Mankins remains a rock for Patriots
|03.23.10 at 11:39 pm ET|
The contract troubles that have bubbled up this week between the Patriots and left guard Logan Mankins caused me to go back and take a good look at Mankins’ performance since arriving in Foxboro in 2005.
I’ve always been unapologetic in my feelings about Mankins — at the end of the 2009 season, I ranked him as the sixth most-important player on the active roster. But what I found simply reminded me that Mankins remains an underappreciated bedrock along the New England offensive line.
Since he first arrived in 2005, Mankins has been as regular a part of the football landscape in Foxboro as pregame traffic on Route 1. The quiet left guard out of Fresno State has started every game since his rookie season — a streak of 80 consecutive regular-season starts. That durability is impressive in and of itself, but with the help of Pro Football Focus, a closer look at the numbers reveals the true grit Mankins has displayed, especially this past season.
While he’s been able to go wire-to-wire the last five years, 2009 was particularly impressive. Last year, Mankins not only started every game, but according to Pro Football Focus (which ranked him as the best left guard in the AFC East), he was involved in every single offensive snap until the regular-season finale against Houston, when he took nine snaps off. Slacker. He’s become so reliable that it’s now news when Mankins misses a practice, and his durability has been recognized with two trips to the Pro Bowl.

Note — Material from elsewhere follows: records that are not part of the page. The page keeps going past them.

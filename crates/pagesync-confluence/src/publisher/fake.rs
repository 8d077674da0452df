//! In-memory Confluence used by publisher tests.

use std::collections::{HashMap, HashSet};
use std::sync::Mutex;

use crate::api::ConfluenceApi;
use crate::error::ConfluenceError;
use crate::types::{
    Attachment, AttachmentExtensions, AttachmentMetadata, AttachmentUpload, Body, BodyValue,
    Container, Page, Space, Version,
};

/// Stored page.
#[derive(Debug, Clone)]
pub(crate) struct FakePage {
    pub(crate) id: String,
    pub(crate) title: String,
    pub(crate) version: u32,
    pub(crate) body: String,
    pub(crate) parent_id: String,
}

#[derive(Default)]
struct State {
    pages: Vec<FakePage>,
    attachments: HashMap<String, Vec<Attachment>>,
    next_id: u32,
    creates: usize,
    updates: usize,
    uploads: usize,
    failing_uploads: Vec<String>,
    failing_listings: HashSet<String>,
    conflicts: HashSet<String>,
}

impl State {
    fn next_id(&mut self, prefix: &str) -> String {
        self.next_id += 1;
        format!("{prefix}{}", 100 + self.next_id)
    }
}

/// Single-space Confluence with one parent page.
pub(crate) struct FakeConfluence {
    space_key: String,
    state: Mutex<State>,
}

impl FakeConfluence {
    pub(crate) const PARENT_ID: &'static str = "1";

    pub(crate) fn new(space_key: &str) -> Self {
        Self {
            space_key: space_key.to_owned(),
            state: Mutex::new(State::default()),
        }
    }

    /// Add an existing page at version 1.
    pub(crate) fn add_page(&self, title: &str, body: &str) -> String {
        let mut state = self.state.lock().unwrap();
        let id = state.next_id("");
        state.pages.push(FakePage {
            id: id.clone(),
            title: title.to_owned(),
            version: 1,
            body: body.to_owned(),
            parent_id: Self::PARENT_ID.to_owned(),
        });
        id
    }

    pub(crate) fn page_by_title(&self, title: &str) -> Option<FakePage> {
        let state = self.state.lock().unwrap();
        state.pages.iter().find(|p| p.title == title).cloned()
    }

    pub(crate) fn attachments(&self, page_id: &str) -> Vec<Attachment> {
        let state = self.state.lock().unwrap();
        state.attachments.get(page_id).cloned().unwrap_or_default()
    }

    pub(crate) fn create_count(&self) -> usize {
        self.state.lock().unwrap().creates
    }

    pub(crate) fn update_count(&self) -> usize {
        self.state.lock().unwrap().updates
    }

    pub(crate) fn upload_count(&self) -> usize {
        self.state.lock().unwrap().uploads
    }

    /// Fail uploads whose title ends with `file_name`.
    pub(crate) fn fail_uploads_of(&self, file_name: &str) {
        let mut state = self.state.lock().unwrap();
        state.failing_uploads.push(file_name.to_owned());
    }

    pub(crate) fn fail_attachment_listing(&self, page_id: &str) {
        let mut state = self.state.lock().unwrap();
        state.failing_listings.insert(page_id.to_owned());
    }

    /// Simulate a concurrent edit right before the next update of `title`.
    pub(crate) fn conflict_on_update(&self, title: &str) {
        let mut state = self.state.lock().unwrap();
        state.conflicts.insert(title.to_owned());
    }

    fn to_page(&self, page: &FakePage, with_body: bool) -> Page {
        Page {
            id: page.id.clone(),
            title: page.title.clone(),
            version: Some(Version {
                number: page.version,
            }),
            space: Some(Space {
                key: self.space_key.clone(),
            }),
            body: with_body.then(|| Body {
                storage: Some(BodyValue {
                    value: "<p>legacy</p>".to_owned(),
                    representation: "storage".to_owned(),
                }),
                atlas_doc_format: Some(BodyValue {
                    value: page.body.clone(),
                    representation: "atlas_doc_format".to_owned(),
                }),
            }),
        }
    }
}

fn server_error(body: &str) -> ConfluenceError {
    ConfluenceError::HttpResponse {
        status: 500,
        body: body.to_owned(),
    }
}

fn not_found(id: &str) -> ConfluenceError {
    ConfluenceError::HttpResponse {
        status: 404,
        body: format!("no content with id {id}"),
    }
}

impl ConfluenceApi for FakeConfluence {
    fn get_page(&self, page_id: &str, _expand: &[&str]) -> Result<Page, ConfluenceError> {
        if page_id == Self::PARENT_ID {
            let parent = FakePage {
                id: Self::PARENT_ID.to_owned(),
                title: "Parent".to_owned(),
                version: 1,
                body: String::new(),
                parent_id: String::new(),
            };
            return Ok(self.to_page(&parent, false));
        }
        let state = self.state.lock().unwrap();
        let page = state.pages.iter().find(|p| p.id == page_id);
        page.map(|p| self.to_page(p, false))
            .ok_or_else(|| not_found(page_id))
    }

    fn find_page_by_title(
        &self,
        space_key: &str,
        title: &str,
        _expand: &[&str],
    ) -> Result<Option<Page>, ConfluenceError> {
        assert_eq!(space_key, self.space_key);
        let state = self.state.lock().unwrap();
        let page = state.pages.iter().find(|p| p.title == title);
        Ok(page.map(|p| self.to_page(p, true)))
    }

    fn create_page(
        &self,
        space_key: &str,
        parent_id: &str,
        title: &str,
        adf: &str,
    ) -> Result<Page, ConfluenceError> {
        assert_eq!(space_key, self.space_key);
        let mut state = self.state.lock().unwrap();
        let page = FakePage {
            id: state.next_id(""),
            title: title.to_owned(),
            version: 1,
            body: adf.to_owned(),
            parent_id: parent_id.to_owned(),
        };
        state.creates += 1;
        state.pages.push(page.clone());
        Ok(self.to_page(&page, false))
    }

    fn update_page(
        &self,
        page_id: &str,
        parent_id: &str,
        title: &str,
        adf: &str,
        current_version: u32,
    ) -> Result<Page, ConfluenceError> {
        let mut state = self.state.lock().unwrap();
        let conflict = state.conflicts.contains(title);
        let page = state
            .pages
            .iter_mut()
            .find(|p| p.id == page_id)
            .ok_or_else(|| not_found(page_id))?;
        if conflict {
            page.version += 1;
        }
        if page.version != current_version {
            return Err(ConfluenceError::Conflict {
                page_id: page_id.to_owned(),
                body: format!("expected version {}", page.version + 1),
            });
        }
        page.version += 1;
        title.clone_into(&mut page.title);
        adf.clone_into(&mut page.body);
        parent_id.clone_into(&mut page.parent_id);
        let page = page.clone();
        state.updates += 1;
        Ok(self.to_page(&page, true))
    }

    fn list_attachments(&self, page_id: &str) -> Result<Vec<Attachment>, ConfluenceError> {
        let state = self.state.lock().unwrap();
        if state.failing_listings.contains(page_id) {
            return Err(server_error("attachment listing failed"));
        }
        Ok(state.attachments.get(page_id).cloned().unwrap_or_default())
    }

    fn upload_attachment(
        &self,
        page_id: &str,
        upload: &AttachmentUpload<'_>,
    ) -> Result<Attachment, ConfluenceError> {
        let mut state = self.state.lock().unwrap();
        if state
            .failing_uploads
            .iter()
            .any(|name| upload.file_name.ends_with(name.as_str()))
        {
            return Err(server_error("upload failed"));
        }

        let file_id = state.next_id("file-");
        state.uploads += 1;
        let attachment = Attachment {
            id: format!("att-{file_id}"),
            title: upload.file_name.to_owned(),
            metadata: Some(AttachmentMetadata {
                comment: Some(upload.comment.to_owned()),
            }),
            extensions: Some(AttachmentExtensions {
                file_id: Some(file_id),
                collection_name: Some(format!("contentId-{page_id}")),
            }),
            container: Some(Container {
                id: page_id.to_owned(),
            }),
        };

        let attachments = state.attachments.entry(page_id.to_owned()).or_default();
        attachments.retain(|a| a.title != attachment.title);
        attachments.push(attachment.clone());
        Ok(attachment)
    }
}
//! Publisher for a set of local documents.
//!
//! [`Publisher`] runs the whole publish pass:
//!
//! 1. Resolve the parent page and its space
//! 2. List publishable documents from the loader
//! 3. For each document, on a bounded worker pool:
//!    find or create the page by title, upload referenced media,
//!    rewrite the tree, and commit a new version only if the body changed
//!
//! A failing document is recorded in its [`DocumentOutcome`] and never
//! stops the other documents.
//!
//! # Example
//!
//! ```no_run
//! # fn main() -> Result<(), Box<dyn std::error::Error>> {
//! use std::path::PathBuf;
//! use pagesync_confluence::{ConfluenceClient, Publisher, PublisherConfig};
//! use pagesync_loader::FsLoader;
//!
//! let client = ConfluenceClient::new("https://example.atlassian.net", "me@example.com", "token");
//! let loader = FsLoader::new(PathBuf::from("/vault"), "Confluence Pages");
//! let config = PublisherConfig {
//!     parent_id: "123456".to_owned(),
//!     concurrency: 4,
//! };
//!
//! let summary = Publisher::new(&client, &loader, config).publish()?;
//! println!("{} succeeded, {} failed", summary.successes(), summary.failures());
//! # Ok(())
//! # }
//! ```

mod attachments;
mod error;
#[cfg(test)]
mod fake;
mod outcome;
mod page;
mod rewrite;

pub use attachments::UploadedImageData;
pub use error::PublishError;
pub use outcome::{DocumentOutcome, MediaWarning, PublishStatus, PublishSummary};
pub use page::PLACEHOLDER_TEXT;
pub use rewrite::{links_to_inline_cards, resolve_media};

use std::error::Error;

use pagesync_loader::DocumentLoader;
use rayon::prelude::*;
use tracing::info;

use crate::api::ConfluenceApi;
use page::{PageContext, publish_document};

/// Settings for a publish run.
#[derive(Debug, Clone)]
pub struct PublisherConfig {
    /// Page under which new pages are created; also determines the space.
    pub parent_id: String,
    /// Number of documents processed in parallel (at least 1).
    pub concurrency: usize,
}

/// Publishes local documents as child pages of a parent page.
pub struct Publisher<'a> {
    api: &'a dyn ConfluenceApi,
    loader: &'a dyn DocumentLoader,
    config: PublisherConfig,
}

impl<'a> Publisher<'a> {
    /// Create a new publisher.
    #[must_use]
    pub fn new(
        api: &'a dyn ConfluenceApi,
        loader: &'a dyn DocumentLoader,
        config: PublisherConfig,
    ) -> Self {
        Self {
            api,
            loader,
            config,
        }
    }

    /// Publish every document the loader lists.
    ///
    /// # Errors
    ///
    /// Returns an error only when the run cannot start: the parent page or
    /// its space cannot be resolved, documents cannot be listed, or the
    /// worker pool cannot be created. Document failures are reported in the
    /// returned summary.
    pub fn publish(&self) -> Result<PublishSummary, PublishError> {
        let parent_id = &self.config.parent_id;
        let parent = self
            .api
            .get_page(parent_id, &["space"])
            .map_err(|source| PublishError::ParentPage {
                parent_id: parent_id.clone(),
                source,
            })?;
        let space_key = parent
            .space
            .map(|s| s.key)
            .filter(|k| !k.is_empty())
            .ok_or_else(|| PublishError::MissingSpace(parent_id.clone()))?;

        let documents = self.loader.list_publishable_documents()?;
        info!(
            "Publishing {} documents to space {} under page {}",
            documents.len(),
            space_key,
            parent.id
        );

        let pool = rayon::ThreadPoolBuilder::new()
            .num_threads(self.config.concurrency.max(1))
            .build()?;

        let ctx = PageContext {
            api: self.api,
            loader: self.loader,
            space_key: &space_key,
            parent_id: &parent.id,
        };
        let outcomes = pool.install(|| {
            documents
                .par_iter()
                .map(|document| publish_document(&ctx, document))
                .collect()
        });

        Ok(PublishSummary { outcomes })
    }
}

/// Render an error and its sources as `outer: inner: ...`.
pub(crate) fn error_chain(err: &dyn Error) -> String {
    let mut message = err.to_string();
    let mut source = err.source();
    while let Some(cause) = source {
        message.push_str(": ");
        message.push_str(&cause.to_string());
        source = cause.source();
    }
    message
}
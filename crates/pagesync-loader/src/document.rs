//! Loader trait and document types.

use std::path::{Path, PathBuf};

use serde_yaml::{Mapping, Value};

/// Front-matter key that forces a document in (`true`) or out (`false`)
/// of publishing.
pub const PUBLISH_KEY: &str = "connie-publish";

/// A local markdown document ready to publish.
///
/// Immutable for the duration of one publish pass.
#[derive(Debug, Clone, PartialEq)]
pub struct LocalDocument {
    /// Name of the directory containing the file.
    pub folder_name: String,
    /// Path to the file.
    pub absolute_file_path: PathBuf,
    /// File name including extension.
    pub file_name: String,
    /// File name without extension; the join key to the remote page.
    pub page_title: String,
    /// Markdown body with front-matter removed.
    pub contents: String,
    /// Parsed front-matter (empty when absent).
    pub frontmatter: Mapping,
}

impl LocalDocument {
    /// Build a document from its path and raw file content.
    #[must_use]
    pub fn from_raw(path: &Path, raw: &str) -> Self {
        let (frontmatter, contents) = crate::frontmatter::split_frontmatter(raw);
        let name = |p: Option<&std::ffi::OsStr>| {
            p.map(|n| n.to_string_lossy().into_owned())
                .unwrap_or_default()
        };

        Self {
            folder_name: name(path.parent().and_then(Path::file_name)),
            absolute_file_path: path.to_path_buf(),
            file_name: name(path.file_name()),
            page_title: name(path.file_stem()),
            contents: contents.to_owned(),
            frontmatter,
        }
    }

    /// Explicit publish flag from front-matter, if set to a boolean.
    #[must_use]
    pub fn publish_flag(&self) -> Option<bool> {
        match self.frontmatter.get(PUBLISH_KEY) {
            Some(Value::Bool(flag)) => Some(*flag),
            _ => None,
        }
    }

    /// Whether this document should be published.
    ///
    /// Documents under `folder` are published unless front-matter opts out;
    /// documents elsewhere only when front-matter opts in.
    #[must_use]
    pub fn is_publishable(&self, folder: &Path) -> bool {
        match self.publish_flag() {
            Some(flag) => flag,
            None => self.absolute_file_path.starts_with(folder),
        }
    }
}

/// Binary file referenced from a document.
#[derive(Debug, Clone, PartialEq, Eq)]
pub struct BinaryFile {
    /// File content.
    pub contents: Vec<u8>,
    /// Path relative to the vault root, `/`-separated.
    pub file_path: String,
    /// File name including extension.
    pub file_name: String,
    /// MIME type guessed from the extension.
    pub mime_type: String,
}

/// Document loader error.
#[derive(Debug, thiserror::Error)]
pub enum LoaderError {
    /// Vault root does not exist or is not a directory.
    #[error("source directory not found: {}", .0.display())]
    SourceDirNotFound(PathBuf),
    /// Reading a file or directory failed.
    #[error("failed to read {}", path.display())]
    Io {
        /// Path that could not be read.
        path: PathBuf,
        /// Underlying I/O error.
        #[source]
        source: std::io::Error,
    },
}

impl LoaderError {
    pub(crate) fn io(path: impl Into<PathBuf>, source: std::io::Error) -> Self {
        Self::Io {
            path: path.into(),
            source,
        }
    }
}

/// Source of local documents and the binaries they reference.
pub trait DocumentLoader: Send + Sync {
    /// List all documents eligible for publishing.
    fn list_publishable_documents(&self) -> Result<Vec<LocalDocument>, LoaderError>;

    /// Find and read the binary `name` closest to `referencing_path`.
    ///
    /// Returns `Ok(None)` when no matching file exists.
    fn read_binary_near(
        &self,
        name: &str,
        referencing_path: &Path,
    ) -> Result<Option<BinaryFile>, LoaderError>;
}
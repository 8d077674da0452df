//! Confluence Cloud integration for pagesync.
//!
//! - [`ConfluenceClient`]: blocking REST client with Basic authentication
//! - [`ConfluenceApi`]: the remote operations a publish pass needs
//! - [`Publisher`]: publishes loader documents as pages under a parent page

mod api;
mod client;
mod error;
mod publisher;
mod types;

pub use api::ConfluenceApi;
pub use client::ConfluenceClient;
pub use error::ConfluenceError;
pub use publisher::{
    DocumentOutcome, MediaWarning, PLACEHOLDER_TEXT, PublishError, PublishStatus, PublishSummary,
    Publisher, PublisherConfig, UploadedImageData, links_to_inline_cards, resolve_media,
};
pub use types::{
    Attachment, AttachmentExtensions, AttachmentMetadata, AttachmentUpload, AttachmentsResponse,
    Body, BodyValue, Container, ContentSearchResponse, Page, PageLinks, Space, Version,
};
//! CLI error types.

use pagesync_config::ConfigError;
use pagesync_confluence::PublishError;

/// CLI error type.
#[derive(Debug, thiserror::Error)]
pub(crate) enum CliError {
    #[error(transparent)]
    Config(#[from] ConfigError),

    #[error(transparent)]
    Publish(#[from] PublishError),

    #[error("{0} of {1} documents failed to publish")]
    DocumentsFailed(usize, usize),
}
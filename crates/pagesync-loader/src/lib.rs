//! Document loading for pagesync.
//!
//! This crate provides a [`DocumentLoader`] trait that abstracts where local
//! documents and the binaries they reference come from:
//!
//! - [`FsLoader`]: walks a vault directory, parses YAML front-matter and
//!   applies the publish filter
//! - [`MockLoader`]: in-memory loader for tests (behind `mock` feature flag)
//!
//! # Example
//!
//! ```ignore
//! use std::path::PathBuf;
//! use pagesync_loader::{DocumentLoader, FsLoader};
//!
//! let loader = FsLoader::new(PathBuf::from("/vault"), "Confluence Pages");
//! for doc in loader.list_publishable_documents()? {
//!     println!("{}: {}", doc.page_title, doc.absolute_file_path.display());
//! }
//! ```

mod document;
mod frontmatter;
mod fs;
mod mime;
#[cfg(feature = "mock")]
mod mock;

pub use document::{BinaryFile, DocumentLoader, LoaderError, LocalDocument, PUBLISH_KEY};
pub use frontmatter::split_frontmatter;
pub use fs::FsLoader;
pub use mime::guess_content_type;
#[cfg(feature = "mock")]
pub use mock::MockLoader;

But it’s tough to measure just how good an offensive lineman really is. Outside of sacks allowed — and even that’s a wildly imperfect stat — there remains no significant way to measure how good an offensive lineman really is. One way to gauge one offensive lineman’s ability is to ask another one: Joe Andruzzi — who preceded Mankins as the left guard along New England’s offensive line — considers Mankins “one of the top linemen in the league.”
“He’s a no nonsense player who really gets out there and plays every down to the fullest,” Andruzzi said of Mankins. “I think he’s one of the top linemen in the league. He goes out there week-in and week-out and does his job — he’s a real lunch pail kind of guy. Since he showed up here, he’s been a fixture on the line, and has really helped this offensive line come together.
“He’s not a big ‘rah-rah’ guy,” Andruzzi added. “He’s going to go out there and do his job similar to what I was. You want to be able to be dependable, and Logan has certainly proved that he’s dependable.”
Mankins, who just finished up the final year of a five-year contract he signed in 2005, was scheduled to become an unrestricted free agent this year. However, with the shift to an uncapped year, he was one of the hundreds of players with four and five years of experience who instead became restricted free agents.
As a result, Mankins was tendered at the highest level ($3.26 million), but reportedly has yet to see any movement on a new deal. In an offseason that has seen the Patriots take care of their own — Vince Wilfork, Leigh Bodden, Stephen Neal and Kevin Faulk — the fact that Mankins remains without a long-term deal remains puzzling.
“I’ve spoken with Logan a couple times and we’ll leave those conversations privately,” Patriots coach Bill Belichick told reporters who asked about Mankins’ situation Tuesday. “Logan is a good player. He’s done a good job for us. I’m sure it will all get worked out in the end.”